About this exercise
Among the entries, which lines carry the string "struct"? Copy each of them.

Top of Source records

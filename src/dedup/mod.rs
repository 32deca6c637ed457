//! Duplicate detection and resolution.
//!
//! Rows are grouped by exact typed equality over the key columns (nulls
//! group together). `analyze` reports what would be removed; `resolve`
//! keeps one survivor per group and returns the survivors in their
//! original relative order.

mod groups;
mod strategy;

use serde::{Deserialize, Serialize};
use tracing::{debug, info};

use crate::error::AppError;
use crate::progress::{self, ProgressSink};
use crate::table::{Record, Table};

pub use groups::{duplicate_groups, group_rows, DuplicateGroup};
pub use strategy::DedupStrategy;

/// Groups included in an analysis preview.
pub const PREVIEW_GROUPS: usize = 5;

/// Sample rows shown per previewed group.
pub const PREVIEW_SAMPLE_ROWS: usize = 3;

/// Progress updates reported by `resolve_with_progress`.
pub const RESOLVE_PHASES: u64 = 3;

// ─────────────────────────────────────────────────────────────────────────────
// Public Types
// ─────────────────────────────────────────────────────────────────────────────

/// Caller-facing dedup request.
#[derive(Debug, Clone, PartialEq, Eq, Serialize, Deserialize)]
pub struct DedupOptions {
    pub key_columns: Vec<String>,
    #[serde(default = "default_keep_strategy")]
    pub keep_strategy: String,
    #[serde(default)]
    pub strategy_column: Option<String>,
}

fn default_keep_strategy() -> String {
    "first".to_string()
}

impl DedupOptions {
    pub fn new(key_columns: Vec<String>) -> Self {
        Self {
            key_columns,
            keep_strategy: default_keep_strategy(),
            strategy_column: None,
        }
    }

    pub fn keep(mut self, strategy: &str, column: Option<&str>) -> Self {
        self.keep_strategy = strategy.to_string();
        self.strategy_column = column.map(str::to_string);
        self
    }

    /// # Errors
    ///
    /// Returns `AppError::InvalidParameter` for an unknown strategy or a
    /// missing strategy column.
    pub fn strategy(&self) -> Result<DedupStrategy, AppError> {
        DedupStrategy::from_name(&self.keep_strategy, self.strategy_column.as_deref())
    }
}

/// One duplicate group as shown in an analysis preview.
#[derive(Debug, Clone, PartialEq, Serialize)]
pub struct GroupPreview {
    pub duplicate_values: Record,
    pub occurrences: usize,
    pub sample_rows: Vec<Record>,
}

#[derive(Debug, Clone, PartialEq, Serialize)]
pub struct DuplicateAnalysis {
    pub total_duplicate_rows: usize,
    pub group_count: usize,
    pub rows_to_remove: usize,
    pub preview: Vec<GroupPreview>,
}

impl DuplicateAnalysis {
    pub fn has_duplicates(&self) -> bool {
        self.group_count > 0
    }
}

#[derive(Debug, Clone, PartialEq, Serialize)]
pub struct DedupStats {
    pub original_rows: usize,
    pub cleaned_rows: usize,
    pub rows_removed: usize,
    pub removal_percentage: f64,
}

impl DedupStats {
    fn new(original_rows: usize, cleaned_rows: usize) -> Self {
        let rows_removed = original_rows - cleaned_rows;
        let removal_percentage = if original_rows == 0 {
            0.0
        } else {
            ((rows_removed as f64 / original_rows as f64) * 10_000.0).round() / 100.0
        };
        Self {
            original_rows,
            cleaned_rows,
            rows_removed,
            removal_percentage,
        }
    }
}

// ─────────────────────────────────────────────────────────────────────────────
// Public API
// ─────────────────────────────────────────────────────────────────────────────

/// Counts duplicates over `key_columns` without changing anything.
///
/// # Errors
///
/// Returns `AppError::InvalidColumns` if `key_columns` is empty or names a
/// column the table lacks.
pub fn analyze(table: &Table, key_columns: &[String]) -> Result<DuplicateAnalysis, AppError> {
    let keys = resolve_key_columns(table, key_columns)?;
    let groups = duplicate_groups(table, &keys);

    let total_duplicate_rows: usize = groups.iter().map(DuplicateGroup::len).sum();
    let group_count = groups.len();

    let preview = groups
        .iter()
        .take(PREVIEW_GROUPS)
        .map(|group| GroupPreview {
            duplicate_values: Record(
                key_columns
                    .iter()
                    .cloned()
                    .zip(group.key.iter().cloned())
                    .collect(),
            ),
            occurrences: group.len(),
            sample_rows: group
                .rows
                .iter()
                .take(PREVIEW_SAMPLE_ROWS)
                .map(|&row| table.row_record(row))
                .collect(),
        })
        .collect();

    debug!(
        keys = ?key_columns,
        group_count,
        total_duplicate_rows,
        "Analyzed duplicates"
    );

    Ok(DuplicateAnalysis {
        total_duplicate_rows,
        group_count,
        rows_to_remove: total_duplicate_rows - group_count,
        preview,
    })
}

/// Keeps one row per duplicate group, chosen by `strategy`.
///
/// Survivors keep their original relative order; the title line and
/// column types carry over unchanged.
///
/// # Errors
///
/// - `AppError::InvalidColumns` if `key_columns` is empty, or it or the
///   strategy column names a column the table lacks.
pub fn resolve(
    table: &Table,
    key_columns: &[String],
    strategy: &DedupStrategy,
) -> Result<(Table, DedupStats), AppError> {
    resolve_with_progress(table, key_columns, strategy, None)
}

/// `resolve`, reporting to `progress` after each phase: grouping, survivor
/// selection, and building the cleaned table.
pub fn resolve_with_progress(
    table: &Table,
    key_columns: &[String],
    strategy: &DedupStrategy,
    progress: Option<&dyn ProgressSink>,
) -> Result<(Table, DedupStats), AppError> {
    let keys = resolve_key_columns(table, key_columns)?;
    let selector = strategy.bind(table)?;

    let groups = group_rows(table, &keys);
    progress::report(
        progress,
        1,
        RESOLVE_PHASES,
        &format!("Grouped {} rows into {} keys", table.row_count(), groups.len()),
    );

    let mut survivors: Vec<usize> = groups
        .iter()
        .filter_map(|group| selector.survivor(&group.rows))
        .collect();
    survivors.sort_unstable();
    progress::report(
        progress,
        2,
        RESOLVE_PHASES,
        &format!("Selected {} survivors", survivors.len()),
    );

    let cleaned = table.take_rows(&survivors);
    let stats = DedupStats::new(table.row_count(), cleaned.row_count());
    progress::report(progress, RESOLVE_PHASES, RESOLVE_PHASES, "Built cleaned table");

    info!(
        strategy = %strategy,
        original_rows = stats.original_rows,
        rows_removed = stats.rows_removed,
        "Resolved duplicates"
    );

    Ok((cleaned, stats))
}

/// `resolve` driven by caller-facing options.
pub fn resolve_with(table: &Table, options: &DedupOptions) -> Result<(Table, DedupStats), AppError> {
    let strategy = options.strategy()?;
    resolve(table, &options.key_columns, &strategy)
}

fn resolve_key_columns(table: &Table, key_columns: &[String]) -> Result<Vec<usize>, AppError> {
    if key_columns.is_empty() {
        return Err(AppError::invalid_columns(Vec::<String>::new()));
    }
    table.require_columns(key_columns)
}
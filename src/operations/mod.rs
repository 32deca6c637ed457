//! File-to-file jobs built on the engines.
//!
//! Each job loads its input(s), runs one transformation, and writes the
//! artifact through an `AtomicFileWriter`: the output path either receives
//! a complete file or is left untouched. On success the job returns an
//! `OperationRecord` and publishes its event. The `*_async` variants run
//! the same job on tokio's blocking pool.

mod dedup;
mod merge;
mod split;

pub use dedup::{dedup_file, dedup_file_async, DedupOutcome};
pub use merge::{merge_files, merge_files_async, MergeOutcome};
pub use split::{split_file, split_file_async, SplitOutcome};

use crate::error::AppError;

/// Re-labels write-side I/O failures as the operation's own failure kind.
/// Errors that already carry a specific kind pass through.
fn write_failure(wrap: fn(String) -> AppError) -> impl Fn(AppError) -> AppError {
    move |err| match err {
        AppError::Io(msg) | AppError::Internal(msg) => wrap(msg),
        other => other,
    }
}

/// Joins a blocking job, surfacing a panic as an internal error.
async fn run_blocking<T, F>(label: &'static str, job: F) -> Result<T, AppError>
where
    T: Send + 'static,
    F: FnOnce() -> Result<T, AppError> + Send + 'static,
{
    tokio::task::spawn_blocking(job)
        .await
        .map_err(|e| AppError::Internal(format!("{} task panicked: {}", label, e)))?
}
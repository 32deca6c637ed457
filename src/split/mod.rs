//! Row-bounded splitting of a table into fragments.
//!
//! Fragment `i` (zero-based) covers rows `[i * max_rows, min((i + 1) * max_rows, n))`.
//! Fragments carry the source title, so each serialized part starts with
//! the same title line and concatenating them in order rebuilds the input.

mod archive;

use serde::{Deserialize, Serialize};

use crate::config::DEFAULT_MAX_ROWS;
use crate::error::AppError;
use crate::table::Table;

pub use archive::{split_to_archive, write_archive};

/// Split settings.
#[derive(Debug, Clone, Copy, PartialEq, Eq, Serialize, Deserialize)]
pub struct SplitOptions {
    /// Maximum data rows per fragment (header and title excluded).
    pub max_rows: usize,
}

impl Default for SplitOptions {
    fn default() -> Self {
        Self {
            max_rows: DEFAULT_MAX_ROWS,
        }
    }
}

impl SplitOptions {
    pub fn new(max_rows: usize) -> Self {
        Self { max_rows }
    }
}

/// What a split produced.
#[derive(Debug, Clone, PartialEq, Eq, Serialize)]
pub struct SplitSummary {
    pub total_rows: usize,
    pub parts: usize,
    /// Archive entry names, in fragment order.
    pub part_names: Vec<String>,
    /// Data rows per fragment (parallel to `part_names`).
    pub rows_per_part: Vec<usize>,
}

/// Number of fragments `row_count` rows produce at `max_rows` per fragment.
pub fn fragment_count(row_count: usize, max_rows: usize) -> usize {
    if max_rows == 0 {
        return 0;
    }
    row_count.div_ceil(max_rows)
}

/// Archive entry name of fragment `index` (zero-based) out of `total`.
pub fn fragment_name(index: usize, total: usize) -> String {
    format!("part_{}_of_{}.csv", index + 1, total)
}

/// Partitions `table` into consecutive windows of at most `max_rows` rows.
///
/// An empty table yields no fragments.
///
/// # Errors
///
/// Returns `AppError::InvalidParameter` if `max_rows` is zero.
pub fn split(table: &Table, max_rows: usize) -> Result<Vec<Table>, AppError> {
    if max_rows == 0 {
        return Err(AppError::InvalidParameter(
            "max_rows must be a positive integer".into(),
        ));
    }

    let total = table.row_count();
    let count = fragment_count(total, max_rows);
    Ok((0..count)
        .map(|i| table.slice(i * max_rows..((i + 1) * max_rows).min(total)))
        .collect())
}

#[cfg(test)]
mod tests {
    use super::*;
    use crate::table::{concat, Value};

    fn numbered(rows: usize) -> Table {
        Table::from_rows(
            vec!["n".into(), "label".into()],
            (0..rows)
                .map(|i| vec![Value::Int(i as i64), Value::Str(format!("row {}", i))])
                .collect(),
        )
        .with_title(Some("Numbers".into()))
    }

    #[test]
    fn test_zero_max_rows_rejected() {
        assert!(matches!(
            split(&numbered(3), 0),
            Err(AppError::InvalidParameter(_))
        ));
    }

    #[test]
    fn test_fragment_count_and_last_size() {
        for (rows, max_rows) in [(10, 3), (9, 3), (1, 5), (7, 1), (5, 5)] {
            let fragments = split(&numbered(rows), max_rows).unwrap();
            assert_eq!(fragments.len(), rows.div_ceil(max_rows), "{} / {}", rows, max_rows);
            let expected_last = if rows % max_rows == 0 { max_rows } else { rows % max_rows };
            assert_eq!(fragments.last().unwrap().row_count(), expected_last);
            assert!(fragments.iter().all(|f| f.row_count() <= max_rows));
        }
    }

    #[test]
    fn test_empty_table_has_no_fragments() {
        assert!(split(&numbered(0), 10).unwrap().is_empty());
    }

    #[test]
    fn test_concatenated_fragments_rebuild_table() {
        let table = numbered(11);
        let fragments = split(&table, 4).unwrap();
        let parts: Vec<&Table> = fragments.iter().collect();
        let rebuilt = concat(&parts, table.columns()).with_title(Some("Numbers".into()));
        assert_eq!(rebuilt, table);
    }

    #[test]
    fn test_fragments_keep_title() {
        let fragments = split(&numbered(5), 2).unwrap();
        assert!(fragments.iter().all(|f| f.title() == Some("Numbers")));
    }

    #[test]
    fn test_fragment_names() {
        assert_eq!(fragment_name(0, 3), "part_1_of_3.csv");
        assert_eq!(fragment_name(2, 3), "part_3_of_3.csv");
    }
}
//! Survivor selection within a duplicate group.

use std::fmt;

use serde::Serialize;

use crate::error::AppError;
use crate::table::{ColumnType, Table, Value};

/// Which row of a duplicate group is kept.
#[derive(Debug, Clone, PartialEq, Eq, Serialize)]
#[serde(tag = "strategy", content = "column", rename_all = "snake_case")]
pub enum DedupStrategy {
    /// Smallest original row index.
    First,
    /// Largest original row index.
    Last,
    /// Earliest row whose column is non-null, else the first row.
    NotEmpty(String),
    /// Highest numeric value in the column; unparseable counts as lowest.
    MaxValue(String),
    /// Latest date/time in the column; unparseable counts as lowest.
    MostRecent(String),
}

impl DedupStrategy {
    /// Parses a strategy name and its optional column.
    ///
    /// # Errors
    ///
    /// Returns `AppError::InvalidParameter` for an unknown name, or when
    /// `not_empty`, `max_value` or `most_recent` is given no column.
    pub fn from_name(name: &str, strategy_column: Option<&str>) -> Result<Self, AppError> {
        let column = || {
            strategy_column
                .filter(|c| !c.is_empty())
                .map(str::to_string)
                .ok_or_else(|| {
                    AppError::InvalidParameter(format!(
                        "Strategy '{}' requires a strategy column",
                        name
                    ))
                })
        };

        match name {
            "first" => Ok(Self::First),
            "last" => Ok(Self::Last),
            "not_empty" => Ok(Self::NotEmpty(column()?)),
            "max_value" => Ok(Self::MaxValue(column()?)),
            "most_recent" => Ok(Self::MostRecent(column()?)),
            other => Err(AppError::InvalidParameter(format!(
                "Unknown keep strategy '{}' (expected first, last, not_empty, max_value or most_recent)",
                other
            ))),
        }
    }

    pub fn name(&self) -> &'static str {
        match self {
            Self::First => "first",
            Self::Last => "last",
            Self::NotEmpty(_) => "not_empty",
            Self::MaxValue(_) => "max_value",
            Self::MostRecent(_) => "most_recent",
        }
    }

    pub fn strategy_column(&self) -> Option<&str> {
        match self {
            Self::First | Self::Last => None,
            Self::NotEmpty(c) | Self::MaxValue(c) | Self::MostRecent(c) => Some(c),
        }
    }

    /// Binds the strategy to `table`, resolving its column.
    ///
    /// # Errors
    ///
    /// Returns `AppError::InvalidColumns` if the strategy column is absent.
    pub(crate) fn bind<'t>(&self, table: &'t Table) -> Result<Selector<'t>, AppError> {
        let column = match self.strategy_column() {
            Some(name) => {
                let idx = table
                    .column_index(name)
                    .ok_or_else(|| AppError::invalid_columns([name]))?;
                Some((idx, table.dtypes()[idx]))
            }
            None => None,
        };
        Ok(Selector {
            strategy: self.clone(),
            table,
            column,
        })
    }
}

impl fmt::Display for DedupStrategy {
    fn fmt(&self, f: &mut fmt::Formatter<'_>) -> fmt::Result {
        match self.strategy_column() {
            Some(column) => write!(f, "{}({})", self.name(), column),
            None => f.write_str(self.name()),
        }
    }
}

/// A strategy resolved against one table.
pub(crate) struct Selector<'t> {
    strategy: DedupStrategy,
    table: &'t Table,
    column: Option<(usize, ColumnType)>,
}

impl Selector<'_> {
    /// Picks the surviving row index from `rows` (ascending original indices).
    /// Returns `None` only for an empty group.
    pub(crate) fn survivor(&self, rows: &[usize]) -> Option<usize> {
        let (&first, _) = rows.split_first()?;
        let Some((col, dtype)) = self.column else {
            return match self.strategy {
                DedupStrategy::Last => rows.last().copied(),
                _ => Some(first),
            };
        };
        let data = self.table.rows();
        let cell = |row: usize| &data[row][col];

        let picked = match self.strategy {
            DedupStrategy::NotEmpty(_) => rows
                .iter()
                .copied()
                .find(|&r| !cell(r).is_null())
                .unwrap_or(first),
            DedupStrategy::MaxValue(_) => greatest(rows, |r| numeric(cell(r), dtype)),
            DedupStrategy::MostRecent(_) => greatest(rows, |r| cell(r).as_datetime()),
            DedupStrategy::First | DedupStrategy::Last => first,
        };
        Some(picked)
    }
}

/// Numeric view of a cell, using the column's inferred type: numeric
/// columns are read directly, text columns are parsed.
fn numeric(value: &Value, dtype: ColumnType) -> Option<f64> {
    match (dtype, value) {
        (ColumnType::Empty, _) => None,
        (ColumnType::Integer, Value::Int(i)) => Some(*i as f64),
        (ColumnType::Float, Value::Float(f)) if !f.is_nan() => Some(*f),
        _ => value.as_f64(),
    }
}

/// Row with the greatest key; missing keys rank lowest, ties keep the
/// earliest row. `rows` must be non-empty.
fn greatest<K, F>(rows: &[usize], key: F) -> usize
where
    K: PartialOrd,
    F: Fn(usize) -> Option<K>,
{
    let mut best_row = rows[0];
    let mut best_key = key(best_row);
    for &row in &rows[1..] {
        let candidate = key(row);
        let better = match (&candidate, &best_key) {
            (Some(c), Some(b)) => c > b,
            (Some(_), None) => true,
            _ => false,
        };
        if better {
            best_row = row;
            best_key = candidate;
        }
    }
    best_row
}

Bottom of Source records

Written solution
pub struct DedupOptions {
pub struct GroupPreview {
pub struct DuplicateAnalysis {
pub struct DedupStats {
pub struct SplitOptions {
pub struct SplitSummary {
pub(crate) struct Selector<'t> {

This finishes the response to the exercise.